Buchkritik -- Stephan Harbort -- Der Liebespaar-Mörder

Umschlagfoto  -- Stephan Harbort  --  Der Liebespaar-Mörder Kaum ein Verbrechertyp beschäftigt die Phantasie der Menschen mehr als der Serienmörder. Während "Gelegenheitsmörder" in der Fülle der Verbrechen untergehen und kaum einmal mediale Aufmerksamkeit erregen, sind den meisten Zeitgenossen Namen wie z. B. Jack the Ripper, Ted Bundy, Haarmann, etc. bekannt. Ihre Opfer verschwinden dagegen schnell aus dem öffentlichen Bewußtsein. Dagegen lädt die Biographie der Täter und deren Morde Schriftsteller und Drehbuchautoren förmlich dazu ein, ihnen ein über ihren Tod hinaus währendes Interesse zu verschaffen. Hollywood und moderne Kriminalschriftsteller sind ohne Serientäter nicht zu denken. Die Filme und Bücher z. B. über Jack the Ripper sind zahlreich.

Der Serienmörder lebt oft als "netter Mann von nebenan" mitten in der Gesellschaft, hat zum Teil Familie und versteht es meisterhaft, seine Taten zu planen und zu verüben. Es ist wohl gerade die vordergründige gesellschaftliche Mimikry, welche diese Art von Tätern für die Medien so überaus interessant macht. Die Bestie in uns selber wird dann stellvertretend durch den Serientäter entlarvt, denn wer kann von sich behaupten, daß ihn die jeweils beschriebenen Verbrechen nicht interessieren würden?

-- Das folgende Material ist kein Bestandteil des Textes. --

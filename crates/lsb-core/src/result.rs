use crate::error::LsbError;

pub type Result<T> = std::result::Result<T, LsbError>;
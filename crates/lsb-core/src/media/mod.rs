pub mod capacity;
pub mod codec_options;
pub mod image;
pub mod pixel_buffer;

pub use capacity::CapacityReport;
pub use codec_options::{LsbCodecOptions, Traversal};
pub use pixel_buffer::PixelBuffer;
use crate::error::LsbError;
use crate::result::Result;

/// Options for LSB (Least Significant Bit) image embedding
///
/// The defaults are the pinned format convention: row-major pixels, the
/// channels R, G and B of each pixel in that order, alpha left alone, one bit
/// in the least significant bit of every channel. Embed and extract must be
/// called with equal options, nothing about them is stored in the image.
#[derive(Debug, Clone, PartialEq, Eq)]
pub struct LsbCodecOptions {
    /// Order in which the pixels of the image are visited.
    pub traversal: Traversal,

    /// If true no alpha channel would be used for embedding,
    /// this reduces then the capacity by one bit per pixel
    pub skip_alpha_channel: bool,

    /// Determines the step width when iterating over the color channels.
    /// For example `2` would move from (R)GBA to RG(B)A.
    /// Depending on if the alpha channel is skipped (`skip_alpha_channel`) it would either
    /// not count alpha at all or it does.
    ///
    /// Note this number influences the capacity directly.
    pub color_channel_step_increment: usize,

    /// How many of the lowest bits of a color channel carry data, 1 to 8.
    /// The lowest bit plane is filled first.
    pub bits_per_channel: u8,

    /// When set, all carrier slots are visited in a pseudo random order derived from the seed
    /// instead of the traversal order.
    pub seed: Option<u64>,
}

impl Default for LsbCodecOptions {
    fn default() -> Self {
        Self {
            traversal: Traversal::RowMajor,
            skip_alpha_channel: true,
            color_channel_step_increment: 1,
            bits_per_channel: 1,
            seed: None,
        }
    }
}

impl LsbCodecOptions {
    pub fn with_traversal(mut self, traversal: Traversal) -> Self {
        self.traversal = traversal;
        self
    }

    pub fn with_alpha_channel(mut self, use_alpha: bool) -> Self {
        self.skip_alpha_channel = !use_alpha;
        self
    }

    pub fn with_color_channel_step_increment(mut self, step: usize) -> Self {
        self.color_channel_step_increment = step;
        self
    }

    pub fn with_bits_per_channel(mut self, bits: u8) -> Self {
        self.bits_per_channel = bits;
        self
    }

    pub fn with_seed(mut self, seed: Option<u64>) -> Self {
        self.seed = seed;
        self
    }

    pub fn validate(&self) -> Result<()> {
        if !(1..=8).contains(&self.bits_per_channel) {
            return Err(LsbError::InvalidCodecOptions(format!(
                "bits per channel must be between 1 and 8, got {}",
                self.bits_per_channel
            )));
        }
        if self.color_channel_step_increment == 0 {
            return Err(LsbError::InvalidCodecOptions(
                "the color channel step increment must be at least 1".into(),
            ));
        }

        Ok(())
    }
}

/// Pixel visiting order
#[derive(Debug, Clone, Copy, Default, PartialEq, Eq)]
pub enum Traversal {
    /// row by row, left to right within a row
    #[default]
    RowMajor,
    /// column by column, top to bottom within a column
    ColumnMajor,
}
use std::fs;
use std::io::Cursor;
use std::path::Path;

use image::{ImageError, ImageFormat, ImageReader};
use log::{debug, error};

use crate::error::LsbError;
use crate::media::pixel_buffer::PixelBuffer;
use crate::result::Result;

/// Formats that store every channel byte exactly as given, so embedded bits survive saving.
///
/// All of them carry a magic number, TGA is missing because it cannot be recognized from content.
pub const LOSSLESS_FORMATS: [ImageFormat; 6] = [
    ImageFormat::Png,
    ImageFormat::WebP,
    ImageFormat::Bmp,
    ImageFormat::Tiff,
    ImageFormat::Pnm,
    ImageFormat::Qoi,
];

pub fn is_lossless(format: ImageFormat) -> bool {
    LOSSLESS_FORMATS.contains(&format)
}

/// Codec an image decoded from `format` is written back with.
///
/// Lossless formats are kept, anything else (JPEG) falls back to PNG.
pub fn output_format_for(format: ImageFormat) -> ImageFormat {
    if is_lossless(format) {
        format
    } else {
        ImageFormat::Png
    }
}

/// A decoded cover image together with the codec it came in.
#[derive(Debug, Clone)]
pub struct Container {
    pixels: PixelBuffer,
    format: ImageFormat,
}

impl Container {
    pub fn new(pixels: PixelBuffer, format: ImageFormat) -> Self {
        Self { pixels, format }
    }

    /// Decodes `bytes`, the codec is guessed from the content, not from a file name.
    pub fn decode(bytes: &[u8]) -> Result<Self> {
        let reader = ImageReader::new(Cursor::new(bytes))
            .with_guessed_format()
            .map_err(|e| LsbError::UnsupportedContainerFormat(ImageError::IoError(e)))?;
        let format = reader.format().unwrap_or(ImageFormat::Png);
        let image = reader.decode().map_err(|e| {
            debug!("Cannot decode container: {e}");
            LsbError::UnsupportedContainerFormat(e)
        })?;
        debug!(
            "Decoded {format:?} container of {}x{} pixels, color type {:?}",
            image.width(),
            image.height(),
            image.color()
        );

        Ok(Self {
            pixels: PixelBuffer::from_dynamic(image),
            format,
        })
    }

    pub fn from_file(path: &Path) -> Result<Self> {
        let bytes = fs::read(path).map_err(|source| {
            error!("Error reading container {path:?}: {source}");
            LsbError::ReadError { source }
        })?;

        Self::decode(&bytes)
    }

    /// codec of the decoded bytes
    pub fn format(&self) -> ImageFormat {
        self.format
    }

    pub fn pixels(&self) -> &PixelBuffer {
        &self.pixels
    }

    pub fn pixels_mut(&mut self) -> &mut PixelBuffer {
        &mut self.pixels
    }

    pub fn into_pixels(self) -> PixelBuffer {
        self.pixels
    }

    /// Encodes the pixels with `format`, or with [`output_format_for`] the original codec.
    pub fn encode(self, format: Option<ImageFormat>) -> Result<Vec<u8>> {
        let format = format.unwrap_or_else(|| output_format_for(self.format));

        encode(self.pixels, format)
    }
}

/// Writes `pixels` as an image file of `format`.
///
/// Lossy formats are refused with `UnsupportedOutputFormat`, they would destroy the bit planes.
pub fn encode(pixels: PixelBuffer, format: ImageFormat) -> Result<Vec<u8>> {
    if !is_lossless(format) {
        return Err(LsbError::UnsupportedOutputFormat(format));
    }

    let mut bytes = Cursor::new(Vec::new());
    pixels
        .into_dynamic_image()?
        .write_to(&mut bytes, format)
        .map_err(|e| {
            error!("Error encoding {format:?} image: {e}");
            LsbError::UnsupportedContainerFormat(e)
        })?;

    Ok(bytes.into_inner())
}
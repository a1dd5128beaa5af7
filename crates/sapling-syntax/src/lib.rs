//! Lossless, structurally shared concrete syntax tree.
//!
//! Green nodes are immutable and position-free so that any subtree can be
//! shared between trees. Red handles add the absolute offset and the parent
//! on the way down. Edits rebuild only the path from the edited node to the
//! root and reuse everything else by reference.

/// Typed wrappers, one per node kind.
pub mod ast;
mod cache;
mod diagnostic;
mod error;
/// The single constructor of green nodes, plus typed convenience builders.
pub mod factory;
mod green;
mod modify;
mod red;
mod slot;
mod syntax_kind;
mod syntax_set;
mod trivia;
mod visit;
mod walk;

/// Interning front end for parsers.
pub use cache::{CacheStats, NodeCache};
/// Diagnostics carried by green values.
pub use diagnostic::SyntaxDiagnostic;
/// Rejected slot values.
pub use error::SlotError;
/// Position-free shared nodes.
pub use green::{GreenNode, GreenSlot, GreenToken};
/// Staged edits.
pub use modify::NodeModifier;
/// Position- and parent-aware handles.
pub use red::{SyntaxElement, SyntaxNode, SyntaxSlot, SyntaxSlots, SyntaxToken};
pub use slot::{NodeOrToken, Slot, TokenAtOffset};
/// Token and node kinds with their slot layouts.
pub use syntax_kind::{
    BINARY_OPERATORS, EXPRESSIONS, FUNCTION_ARGUMENTS, LITERALS, NAME_REFERENCES, NODES,
    STATEMENTS, SlotShape, SlotSpec, SyntaxKind,
};
/// Compact set for grouping `SyntaxKind` values.
pub use syntax_set::SyntaxSet;
/// Trivia pieces attached to tokens.
pub use trivia::{GreenTrivia, TriviaPiece, TriviaPieceKind};
/// Kind-dispatched traversal.
pub use visit::{SyntaxTransformer, SyntaxVisitor, TreeModifier};
pub use walk::{Preorder, PreorderWithTokens, WalkEvent, WalkEventWithTokens};
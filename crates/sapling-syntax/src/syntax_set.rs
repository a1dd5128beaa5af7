use std::fmt;

use crate::SyntaxKind;

const SIZE: usize = 1;

/// Compact, `const`-constructible set of kinds.
#[derive(Clone, Copy, PartialEq, Eq, Default, Hash)]
pub struct SyntaxSet {
    bits: [u64; SIZE],
}

impl SyntaxSet {
    pub const EMPTY: Self = Self { bits: [0; SIZE] };
    const BITS_PER_SLOT: u16 = u64::BITS as u16;

    const fn from_kind(kind: SyntaxKind) -> Self {
        let kind = kind as u16;

        let slot_index = (kind / Self::BITS_PER_SLOT) as usize;

        debug_assert!(
            slot_index < Self::EMPTY.bits.len(),
            "Index out of bounds. Increase the size of the bitset array."
        );

        let bit_index = kind % Self::BITS_PER_SLOT;
        let mask = 1 << bit_index;

        let mut bits = Self::EMPTY.bits;
        bits[slot_index] = mask;

        Self { bits }
    }

    pub const fn union(mut self, other: &Self) -> Self {
        let mut i = 0;

        while i < self.bits.len() {
            self.bits[i] |= other.bits[i];
            i += 1;
        }

        self
    }

    pub const fn new<const N: usize>(kinds: [SyntaxKind; N]) -> Self {
        let mut set = Self::EMPTY;

        let mut i = 0;
        while i < kinds.len() {
            set = set.union(&Self::from_kind(kinds[i]));
            i += 1;
        }

        set
    }

    pub const fn contains(&self, kind: SyntaxKind) -> bool {
        let kind = kind as u16;
        let slot_index = (kind / Self::BITS_PER_SLOT) as usize;
        let bit_index = kind % Self::BITS_PER_SLOT;
        let mask = 1 << bit_index;

        self.bits[slot_index] & mask != 0
    }

    pub const fn is_empty(&self) -> bool {
        let mut i = 0;
        while i < self.bits.len() {
            if self.bits[i] != 0 {
                return false;
            }
            i += 1;
        }
        true
    }

    pub fn iter(&self) -> impl Iterator<Item = SyntaxKind> + '_ {
        ALL_KINDS.iter().copied().filter(|&kind| self.contains(kind))
    }
}

impl fmt::Debug for SyntaxSet {
    fn fmt(&self, f: &mut fmt::Formatter<'_>) -> fmt::Result {
        f.debug_set().entries(self.iter()).finish()
    }
}

use SyntaxKind::*;

const ALL_KINDS: [SyntaxKind; 29] = [
    COMMA,
    COLON,
    SEMICOLON,
    ELLIPSIS,
    OPEN_PAREN,
    CLOSE_PAREN,
    EQUAL,
    PLUS,
    MINUS,
    ASTERISK,
    SLASH,
    RETURN_KEYWORD,
    IDENTIFIER,
    DECIMAL_INTEGER_LITERAL,
    STRING_LITERAL,
    EOF,
    MODULE_PART,
    RETURN_STATEMENT,
    EXPRESSION_STATEMENT,
    FUNCTION_CALL_EXPRESSION,
    POSITIONAL_ARGUMENT,
    NAMED_ARGUMENT,
    REST_ARGUMENT,
    BINARY_EXPRESSION,
    BRACED_EXPRESSION,
    SIMPLE_NAME_REFERENCE,
    QUALIFIED_NAME_REFERENCE,
    BASIC_LITERAL,
    LIST,
];
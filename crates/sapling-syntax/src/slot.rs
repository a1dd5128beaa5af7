//! Small sum types shared by the green and red layers.

use std::fmt;

/// The content of one child slot: a node, a token, or nothing.
///
/// `Absent` marks optional syntax that did not occur in the source. It keeps
/// its slot index so that slot positions are stable per kind.
#[derive(Debug, Clone, PartialEq, Eq, Hash)]
pub enum Slot<N, T> {
    Node(N),
    Token(T),
    Absent,
}

impl<N, T> Slot<N, T> {
    pub fn is_absent(&self) -> bool {
        matches!(self, Slot::Absent)
    }

    pub fn into_node(self) -> Option<N> {
        match self {
            Slot::Node(node) => Some(node),
            _ => None,
        }
    }

    pub fn into_token(self) -> Option<T> {
        match self {
            Slot::Token(token) => Some(token),
            _ => None,
        }
    }

    pub fn as_node(&self) -> Option<&N> {
        match self {
            Slot::Node(node) => Some(node),
            _ => None,
        }
    }

    pub fn as_token(&self) -> Option<&T> {
        match self {
            Slot::Token(token) => Some(token),
            _ => None,
        }
    }

    pub fn as_ref(&self) -> Slot<&N, &T> {
        match self {
            Slot::Node(node) => Slot::Node(node),
            Slot::Token(token) => Slot::Token(token),
            Slot::Absent => Slot::Absent,
        }
    }

    /// Drops the absent state, keeping present elements.
    pub fn into_element(self) -> Option<NodeOrToken<N, T>> {
        match self {
            Slot::Node(node) => Some(NodeOrToken::Node(node)),
            Slot::Token(token) => Some(NodeOrToken::Token(token)),
            Slot::Absent => None,
        }
    }
}

impl<N, T> From<NodeOrToken<N, T>> for Slot<N, T> {
    fn from(element: NodeOrToken<N, T>) -> Self {
        match element {
            NodeOrToken::Node(node) => Slot::Node(node),
            NodeOrToken::Token(token) => Slot::Token(token),
        }
    }
}

impl<N, T> From<Option<NodeOrToken<N, T>>> for Slot<N, T> {
    fn from(element: Option<NodeOrToken<N, T>>) -> Self {
        element.map_or(Slot::Absent, Slot::from)
    }
}

/// Node-or-token wrapper used throughout the API.
#[derive(Debug, Clone, Copy, PartialEq, Eq, PartialOrd, Ord, Hash)]
pub enum NodeOrToken<N, T> {
    Node(N),
    Token(T),
}

impl<N, T> NodeOrToken<N, T> {
    /// Converts into the node variant, if any.
    pub fn into_node(self) -> Option<N> {
        match self {
            NodeOrToken::Node(node) => Some(node),
            NodeOrToken::Token(_) => None,
        }
    }

    /// Converts into the token variant, if any.
    pub fn into_token(self) -> Option<T> {
        match self {
            NodeOrToken::Node(_) => None,
            NodeOrToken::Token(token) => Some(token),
        }
    }

    pub fn as_node(&self) -> Option<&N> {
        match self {
            NodeOrToken::Node(node) => Some(node),
            NodeOrToken::Token(_) => None,
        }
    }

    pub fn as_token(&self) -> Option<&T> {
        match self {
            NodeOrToken::Node(_) => None,
            NodeOrToken::Token(token) => Some(token),
        }
    }
}

impl<N: fmt::Display, T: fmt::Display> fmt::Display for NodeOrToken<N, T> {
    fn fmt(&self, f: &mut fmt::Formatter<'_>) -> fmt::Result {
        match self {
            NodeOrToken::Node(node) => fmt::Display::fmt(node, f),
            NodeOrToken::Token(token) => fmt::Display::fmt(token, f),
        }
    }
}

/// There might be zero, one or two tokens at a given offset.
#[derive(Clone, Debug)]
pub enum TokenAtOffset<T> {
    /// No tokens at offset.
    None,
    /// Only a single token at offset.
    Single(T),
    /// Offset is exactly between two tokens.
    Between(T, T),
}

impl<T> TokenAtOffset<T> {
    pub fn map<F: Fn(T) -> U, U>(self, f: F) -> TokenAtOffset<U> {
        match self {
            TokenAtOffset::None => TokenAtOffset::None,
            TokenAtOffset::Single(it) => TokenAtOffset::Single(f(it)),
            TokenAtOffset::Between(l, r) => TokenAtOffset::Between(f(l), f(r)),
        }
    }

    /// Convert to option, preferring the right token in case of a tie.
    pub fn right_biased(self) -> Option<T> {
        match self {
            Self::None => None,
            Self::Single(node) => Some(node),
            Self::Between(_, right) => Some(right),
        }
    }

    /// Convert to option, preferring the left token in case of a tie.
    pub fn left_biased(self) -> Option<T> {
        match self {
            Self::None => None,
            Self::Single(node) => Some(node),
            Self::Between(left, _) => Some(left),
        }
    }
}

impl<T> Iterator for TokenAtOffset<T> {
    type Item = T;

    fn next(&mut self) -> Option<T> {
        match std::mem::replace(self, Self::None) {
            Self::None => None,
            Self::Single(node) => Some(node),
            Self::Between(left, right) => {
                *self = Self::Single(right);
                Some(left)
            }
        }
    }

    fn size_hint(&self) -> (usize, Option<usize>) {
        match self {
            Self::None => (0, Some(0)),
            Self::Single(_) => (1, Some(1)),
            Self::Between(_, _) => (2, Some(2)),
        }
    }
}

impl<T> ExactSizeIterator for TokenAtOffset<T> {}
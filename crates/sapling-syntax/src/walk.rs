use crate::red::SyntaxSlots;
use crate::{Slot, SyntaxNode, SyntaxToken};

/// Preorder traversal over nodes.
pub struct Preorder {
    inner: PreorderWithTokens,
}

impl Preorder {
    #[inline]
    pub(crate) fn new(start: SyntaxNode) -> Self {
        Self { inner: PreorderWithTokens::new(start) }
    }

    /// Skips the subtree of the node that was just entered.
    #[inline]
    pub fn skip_subtree(&mut self) {
        self.inner.skip_subtree();
    }
}

impl Iterator for Preorder {
    type Item = WalkEvent;

    #[inline]
    fn next(&mut self) -> Option<Self::Item> {
        self.inner.find_map(|event| match event {
            WalkEventWithTokens::EnterNode(it) => Some(WalkEvent::Enter(it)),
            WalkEventWithTokens::LeaveNode(it) => Some(WalkEvent::Leave(it)),
            WalkEventWithTokens::Token(_) => None,
        })
    }
}

/// Preorder walk event for nodes.
#[derive(Clone, Debug, PartialEq, Eq)]
pub enum WalkEvent {
    Enter(SyntaxNode),
    Leave(SyntaxNode),
}

/// Preorder traversal over nodes and present tokens. Absent slots produce no
/// events.
pub struct PreorderWithTokens {
    stack: Vec<(SyntaxNode, SyntaxSlots)>,
    root: Option<SyntaxNode>,
}

impl PreorderWithTokens {
    #[inline]
    pub(crate) fn new(start: SyntaxNode) -> Self {
        Self { stack: Vec::with_capacity(32), root: Some(start) }
    }

    /// Skips the subtree of the node that was just entered. Its `LeaveNode`
    /// event is not produced.
    #[inline]
    pub fn skip_subtree(&mut self) {
        assert!(self.stack.pop().is_some(), "must have a subtree to skip");
    }
}

impl Iterator for PreorderWithTokens {
    type Item = WalkEventWithTokens;

    fn next(&mut self) -> Option<Self::Item> {
        if let Some(root) = self.root.take() {
            self.stack.push((root.clone(), root.children()));
            return Some(WalkEventWithTokens::EnterNode(root));
        }

        loop {
            let (_, active_node) = self.stack.last_mut()?;
            match active_node.next() {
                Some(Slot::Node(child)) => {
                    self.stack.push((child.clone(), child.children()));
                    return Some(WalkEventWithTokens::EnterNode(child));
                }
                Some(Slot::Token(child)) => return Some(WalkEventWithTokens::Token(child)),
                Some(Slot::Absent) => continue,
                None => {
                    let (exited_node, _) =
                        self.stack.pop().expect("should have an exited-from node");
                    return Some(WalkEventWithTokens::LeaveNode(exited_node));
                }
            }
        }
    }
}

/// Preorder walk event including tokens.
#[derive(Clone, Debug, PartialEq, Eq)]
pub enum WalkEventWithTokens {
    EnterNode(SyntaxNode),
    LeaveNode(SyntaxNode),
    Token(SyntaxToken),
}

#[cfg(test)]
mod tests {
    use expect_test::expect;

    use super::*;
    use crate::SyntaxKind::*;
    use crate::factory;

    fn return_statement() -> SyntaxNode {
        let literal = factory::create_node(
            BASIC_LITERAL,
            vec![Slot::Token(factory::create_green_token(DECIMAL_INTEGER_LITERAL, "1"))],
        );
        SyntaxNode::new_root(factory::create_node(
            RETURN_STATEMENT,
            vec![
                Slot::Token(factory::create_green_token(RETURN_KEYWORD, "return ")),
                Slot::Node(literal),
                Slot::Token(factory::create_green_token(SEMICOLON, ";")),
            ],
        ))
    }

    fn render(events: impl Iterator<Item = WalkEventWithTokens>) -> String {
        events
            .map(|event| match event {
                WalkEventWithTokens::EnterNode(node) => format!("enter {:?}\n", node.kind()),
                WalkEventWithTokens::LeaveNode(node) => format!("leave {:?}\n", node.kind()),
                WalkEventWithTokens::Token(token) => format!("token {:?}\n", token.text()),
            })
            .collect()
    }

    #[test]
    fn preorder_with_tokens() {
        expect![[r#"
            enter RETURN_STATEMENT
            token "return "
            enter BASIC_LITERAL
            token "1"
            leave BASIC_LITERAL
            token ";"
            leave RETURN_STATEMENT
        "#]]
        .assert_eq(&render(return_statement().preorder_with_tokens()));
    }

    #[test]
    fn skip_subtree_drops_leave_event() {
        let mut walk = return_statement().preorder();
        let mut kinds = Vec::new();
        while let Some(event) = walk.next() {
            if let WalkEvent::Enter(node) = event {
                kinds.push(node.kind());
                if node.kind() == BASIC_LITERAL {
                    walk.skip_subtree();
                }
            }
        }
        assert_eq!(kinds, [RETURN_STATEMENT, BASIC_LITERAL]);
    }

    #[test]
    fn absent_slots_are_skipped() {
        let node = SyntaxNode::new_root(factory::create_node(
            RETURN_STATEMENT,
            vec![
                Slot::Token(factory::create_green_token(RETURN_KEYWORD, "return")),
                Slot::Absent,
                Slot::Token(factory::create_green_token(SEMICOLON, ";")),
            ],
        ));
        expect![[r#"
            enter RETURN_STATEMENT
            token "return"
            token ";"
            leave RETURN_STATEMENT
        "#]]
        .assert_eq(&render(node.preorder_with_tokens()));
    }
}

Wer ehrlich gegen sich selber ist, wird die Frage, ob er, wenn er in der Person des Täters gesteckt hätte, nicht die eine oder die andere Tat anders (besser?) ausgeführt hätte, mit einem klaren "Ja" beantworten.

Stephan Harbort hat sich in seinem neuen Buch Der Liebespaar-Mörder mit einer Verbrechensserie im Deutschland der 50'er Jahre beschäftigt. Der Autor, Kriminalkommissar und Autor von mehreren Büchern zum Thema Serienmord, schildert die kaltblütig ausgeführten Verbrechen und die Suche nach dem Täter. Wohlgemerkt, es ist nicht die Rede von schriftstellerischer Fiktion, sondern der Leser wird Zeuge der Ermittlung, ihrer Erfolge, aber auch der Fehlschläge. Der vermeintliche Täter wird gefasst und vor Gericht gestellt, doch er leugnet die Taten begangen zu haben. Die Beweise der Staatsanwaltschaft bestehen aus Indizien und einem Hauptzeugen, der, um sich selber der Strafverfolgung zu entziehen, nicht immer die Wahrheit zu sagen scheint.

Das Buch ist ein einzigartiges Protokoll eines bis dahin in Deutschland ebensolchen Verbrechens. Es beschreibt ebenso die mühevolle ermittlerische Kleinarbeit, wie auch das geschickte und planvolle Vorgehen des Täters oder der Täter. Bis heute konnte diese Mordserie nicht vollständig aufgeklärt werden. Spannend aber sachlich wird der Leser mitgenommen auf die Suche nach dem Täter. Nicht weniger spannend ist die Schilderung des Gerichtsverfahrens gegen den mutmaßlichen Täter. Seine Gefühlskälte und sein Überlegenheitsgefühl machten es selbst erfahrenen Prozeßbeobachtern schwer, sich für Schuld oder Unschuld des Angeklagten zu entscheiden.

Stephan Harbort versteht es meisterhaft die nüchterne Sprache von Ermittlungsakten, Vernehmungs- und Gerichtsprotokollen, denn das sind, um es noch einmal zu sagen, die einzigen Quellen, die der Autor benutzt hat, in einen spannenden Tatsachenroman zu transformieren. Der Leser bekommt einen detaillierten Eindruck davon, wie schwer und mühevoll es für die damaligen Ermittlern gewesen ist, dem Täter auf die Spur zu kommen und wie überraschend sich das Gerichtsverfahren entwickelte.

Der Autor hat ein überaus lesenswertes, ausschließlich an den Fakten orientiertes Buch über ein in Deutschland, zum Glück, bis heute nicht wieder vorgekommenes Verbrechen geschrieben.